Part 4: Investigation Planning

Survey → plan → execute

Currently: every directory is processed in leaf-first order with equal resource allocation. A 2-file directory gets the same max_turns as a 50-file one.

Better: after the survey pass, a planning step decides where to invest depth.

Planning pass (submit_plan tool):

Input: survey output + full directory tree

Output:

{
    "priority_dirs": [           # investigate these deeply
        {"path": str, "reason": str, "suggested_turns": int}
    ],
    "shallow_dirs": [            # quick pass only
        {"path": str, "reason": str}
    ],
    "skip_dirs": [               # skip entirely (generated, vendored, etc.)
        {"path": str, "reason": str}
    ],
    "investigation_order": str,  # "leaf-first" | "priority-first" | "breadth-first"
    "notes": str,                # anything else the investigation should know
}

The orchestrator uses this plan to allocate turns per directory and set investigation order. The plan is also saved to cache so resumed investigations can follow the same strategy.

Dynamic turn allocation

Replace fixed max_turns=14 per directory with a global turn budget the agent manages.
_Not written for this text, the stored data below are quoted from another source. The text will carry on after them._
//! Diff data structures produced by the patch parser.

use super::comment::{CodeComment, CodeComments, CommentSide};
use crate::traits::{CodeCommentSource, CommentSourceError};
use serde::{Deserialize, Serialize};

/// A parsed comparison between two trees.
#[derive(Debug, Clone, Default, Serialize, Deserialize)]
pub struct Diff {
    /// Added lines across all files.
    pub total_addition: usize,
    /// Deleted lines across all files.
    pub total_deletion: usize,
    /// Files in the order they appear in the patch.
    pub files: Vec<DiffFile>,
    /// The file limit was hit and the rest of the patch was discarded.
    pub is_incomplete: bool,
    /// File the parse was asked to start at.
    #[serde(default, skip_serializing_if = "Option::is_none")]
    pub start: Option<String>,
    /// First file left out by the file limit; parsing again from it
    /// continues where this diff stopped.
    #[serde(default, skip_serializing_if = "Option::is_none")]
    pub end: Option<String>,
}

impl Diff {
    /// Create an empty diff.
    pub fn new() -> Self {
        Self::default()
    }

    /// Number of files in this diff.
    pub fn num_files(&self) -> usize {
        self.files.len()
    }

    /// Recalculate totals from files.
    pub fn recalculate_totals(&mut self) {
        self.total_addition = self.files.iter().map(|f| f.addition).sum();
        self.total_deletion = self.files.iter().map(|f| f.deletion).sum();
    }

    /// Attach review comments to the lines they are anchored on.
    ///
    /// A line picks up the comments stored under `-left_idx` (old side) and
    /// under `right_idx` (new side). The merged list is ordered by creation
    /// time, then id.
    pub fn bind_comments(&mut self, comments: &CodeComments) {
        for file in &mut self.files {
            let Some(by_line) = comments.get(&file.name) else {
                continue;
            };
            for line in file.sections.iter_mut().flat_map(|s| s.lines.iter_mut()) {
                if line.left_idx > 0 {
                    if let Some(found) = by_line.get(&-i64::from(line.left_idx)) {
                        line.comments.extend(found.iter().cloned());
                    }
                }
                if line.right_idx > 0 {
                    if let Some(found) = by_line.get(&i64::from(line.right_idx)) {
                        line.comments.extend(found.iter().cloned());
                    }
                }
                line.comments
                    .sort_by(|a, b| a.created_at.cmp(&b.created_at).then(a.id.cmp(&b.id)));
            }
        }
    }

    /// Fetch the code comments of an issue and bind them.
    pub fn load_comments(
        &mut self,
        source: &dyn CodeCommentSource,
        issue_id: i64,
    ) -> Result<(), CommentSourceError> {
        let comments = source.fetch_code_comments(issue_id)?;
        self.bind_comments(&comments);
        Ok(())
    }
}

/// A single file's diff.
#[derive(Debug, Clone, Default, Serialize, Deserialize)]
pub struct DiffFile {
    /// Current path.
    pub name: String,
    /// Path before a rename or copy, otherwise equal to `name`.
    pub old_name: String,
    /// 1-based position within [`Diff::files`].
    pub index: usize,
    pub addition: usize,
    pub deletion: usize,
    pub file_type: DiffFileType,
    pub is_created: bool,
    pub is_deleted: bool,
    pub is_bin: bool,
    pub is_lfs_file: bool,
    pub is_renamed: bool,
    pub is_submodule: bool,
    /// Some lines or sections of this file were dropped.
    pub is_incomplete: bool,
    /// At least one line was cut at the character limit.
    pub is_incomplete_line_too_long: bool,
    pub sections: Vec<DiffSection>,
}

impl DiffFile {
    /// Create a changed-file entry for the given paths.
    pub fn new(index: usize, old_name: impl Into<String>, name: impl Into<String>) -> Self {
        let old_name = old_name.into();
        let name = name.into();
        Self {
            is_renamed: old_name != name,
            old_name,
            name,
            index,
            ..Self::default()
        }
    }

    /// The path to show for this file: its name, or the old name when the
    /// new side has none.
    pub fn diff_file_name(&self) -> &str {
        if self.name.is_empty() {
            &self.old_name
        } else {
            &self.name
        }
    }

    /// All lines of all sections, in order.
    pub fn lines(&self) -> impl Iterator<Item = &DiffLine> {
        self.sections.iter().flat_map(|s| s.lines.iter())
    }
}

/// How a file changed.
#[derive(Debug, Clone, Copy, Default, PartialEq, Eq, Serialize, Deserialize)]
#[serde(rename_all = "snake_case")]
pub enum DiffFileType {
    Add,
    #[default]
    Change,
    Delete,
    Rename,
    Copy,
}

/// One `@@ ... @@` hunk of a file.
#[derive(Debug, Clone, Default, Serialize, Deserialize)]
pub struct DiffSection {
    /// The raw hunk header line.
    pub name: String,
    /// Path of the file this section belongs to.
    pub file_name: String,
    /// Lines of the hunk; the first one is the `Section` header line.
    pub lines: Vec<DiffLine>,
}

impl DiffSection {
    /// Find the line of `line_type` paired with the opposite line at `idx`.
    ///
    /// Pairing only happens inside the contiguous add/del run that contains
    /// the candidate. `difference` is re-based on every plain or section line,
    /// and a run with unequal numbers of additions and deletions has no
    /// pairing at all.
    pub fn get_line(&self, line_type: DiffLineType, idx: u32) -> Option<&DiffLine> {
        let idx = i64::from(idx);
        let mut difference = 0i64;
        let mut add_count = 0usize;
        let mut del_count = 0usize;
        let mut matched: Option<&DiffLine> = None;

        for line in &self.lines {
            match line.line_type {
                DiffLineType::Add => add_count += 1,
                DiffLineType::Del => del_count += 1,
                DiffLineType::Plain | DiffLineType::Section => {
                    if matched.is_some() {
                        break;
                    }
                    difference = i64::from(line.right_idx) - i64::from(line.left_idx);
                    add_count = 0;
                    del_count = 0;
                }
            }

            match line_type {
                DiffLineType::Del => {
                    if line.line_type == DiffLineType::Del
                        && i64::from(line.left_idx) == idx - difference
                    {
                        matched = Some(line);
                    }
                }
                DiffLineType::Add => {
                    if line.line_type == DiffLineType::Add
                        && i64::from(line.right_idx) == idx + difference
                    {
                        matched = Some(line);
                    }
                }
                DiffLineType::Plain | DiffLineType::Section => {}
            }
        }

        if add_count == del_count {
            matched
        } else {
            None
        }
    }
}

/// One physical line of a hunk.
#[derive(Debug, Clone, Serialize, Deserialize)]
pub struct DiffLine {
    /// Line number in the old file, 0 when absent.
    pub left_idx: u32,
    /// Line number in the new file, 0 when absent.
    pub right_idx: u32,
    pub line_type: DiffLineType,
    /// Raw text including the leading marker. Section lines hold the header.
    pub content: String,
    /// Review comments anchored on this line.
    #[serde(default)]
    pub comments: Vec<CodeComment>,
    /// Position in the section of the line this one replaces or is
    /// replaced by.
    #[serde(default, skip_serializing_if = "Option::is_none")]
    pub match_idx: Option<usize>,
    /// Set on section lines only.
    #[serde(default, skip_serializing_if = "Option::is_none")]
    pub section_info: Option<DiffLineSectionInfo>,
}

impl DiffLine {
    /// Create an unchanged line.
    pub fn plain(content: impl Into<String>, left_idx: u32, right_idx: u32) -> Self {
        Self::with_type(DiffLineType::Plain, content, left_idx, right_idx)
    }

    /// Create an added line.
    pub fn addition(content: impl Into<String>, right_idx: u32) -> Self {
        Self::with_type(DiffLineType::Add, content, 0, right_idx)
    }

    /// Create a deleted line.
    pub fn deletion(content: impl Into<String>, left_idx: u32) -> Self {
        Self::with_type(DiffLineType::Del, content, left_idx, 0)
    }

    /// Create a hunk header line.
    pub fn section(header: impl Into<String>) -> Self {
        Self::with_type(DiffLineType::Section, header, 0, 0)
    }

    fn with_type(
        line_type: DiffLineType,
        content: impl Into<String>,
        left_idx: u32,
        right_idx: u32,
    ) -> Self {
        Self {
            left_idx,
            right_idx,
            line_type,
            content: content.into(),
            comments: Vec::new(),
            match_idx: None,
            section_info: None,
        }
    }

    /// Whether a new comment may be started on this line.
    pub fn can_comment(&self) -> bool {
        self.comments.is_empty() && self.line_type != DiffLineType::Section
    }

    /// Side of the first attached comment.
    pub fn comment_side(&self) -> Option<CommentSide> {
        self.comments.first().map(CodeComment::side)
    }

    /// The leading `' '`, `'+'` or `'-'` of the content, if any.
    pub fn line_type_marker(&self) -> &str {
        match self.content.as_bytes().first() {
            Some(b' ' | b'+' | b'-') => &self.content[..1],
            _ => "",
        }
    }

    /// Content without its marker.
    pub fn payload(&self) -> &str {
        &self.content[self.line_type_marker().len()..]
    }

    /// CSS class used for this line in HTML output.
    pub fn html_line_type(&self) -> &'static str {
        self.line_type.html_class()
    }

    /// Which way the hidden lines above a section line can be expanded.
    pub fn expand_direction(&self) -> ExpandDirection {
        let Some(info) = self.section_info.as_ref() else {
            return ExpandDirection::None;
        };
        let gap = i64::from(info.right_idx) - i64::from(info.last_right_idx);
        if self.line_type != DiffLineType::Section || gap <= 1 {
            return ExpandDirection::None;
        }

        if info.last_left_idx == 0 && info.last_right_idx == 0 {
            ExpandDirection::Up
        } else if gap > i64::from(BLOB_EXCERPT_CHUNK_SIZE) && info.right_hunk_size > 0 {
            ExpandDirection::UpDown
        } else if info.left_hunk_size == 0 && info.right_hunk_size == 0 {
            ExpandDirection::Down
        } else {
            ExpandDirection::Single
        }
    }
}

/// Most lines revealed by one expansion step.
pub const BLOB_EXCERPT_CHUNK_SIZE: u32 = 20;

/// Where a section header sits relative to the previous hunk.
#[derive(Debug, Clone, Default, PartialEq, Eq, Serialize, Deserialize)]
pub struct DiffLineSectionInfo {
    pub path: String,
    /// Last old line of the previous hunk, 0 before the first hunk.
    pub last_left_idx: u32,
    /// Last new line of the previous hunk, 0 before the first hunk.
    pub last_right_idx: u32,
    pub left_idx: u32,
    pub right_idx: u32,
    pub left_hunk_size: u32,
    pub right_hunk_size: u32,
}

#[derive(Debug, Clone, Copy, PartialEq, Eq, Serialize, Deserialize)]
#[serde(rename_all = "snake_case")]
pub enum ExpandDirection {
    None,
    Single,
    UpDown,
    Up,
    Down,
}

/// Line type in the diff.
#[derive(Debug, Clone, Copy, PartialEq, Eq, Serialize, Deserialize)]
#[serde(rename_all = "snake_case")]
pub enum DiffLineType {
    /// Unchanged line.
    Plain,
    /// Added line (+).
    Add,
    /// Removed line (-).
    Del,
    /// @@ header line.
    Section,
}

impl DiffLineType {
    pub fn html_class(&self) -> &'static str {
        match self {
            DiffLineType::Add => "add",
            DiffLineType::Del => "del",
            DiffLineType::Section => "tag",
            DiffLineType::Plain => "same",
        }
    }
}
The planning pass allocates turns to directories based on apparent complexity. The agent can request additional turns mid-investigation if it hits something unexpectedly complex.

A simple model:

Global budget = base_turns_per_dir * dir_count (e.g. 10 * 20 = 200)
Planning pass distributes: priority dirs get 15-20, shallow dirs get 5, skip dirs get 0
Agent can "borrow" turns from its own budget if it needs more
If budget runs low, a warning is injected into the prompt

Part 5: Scale-Tiered Synthesis

Why tiers are still needed

Even with better investigation planning and agentic depth control, the synthesis input problem remains: 300 directory summaries cannot be meaningfully synthesized in one shot. The output is either truncated, loses fidelity, or both.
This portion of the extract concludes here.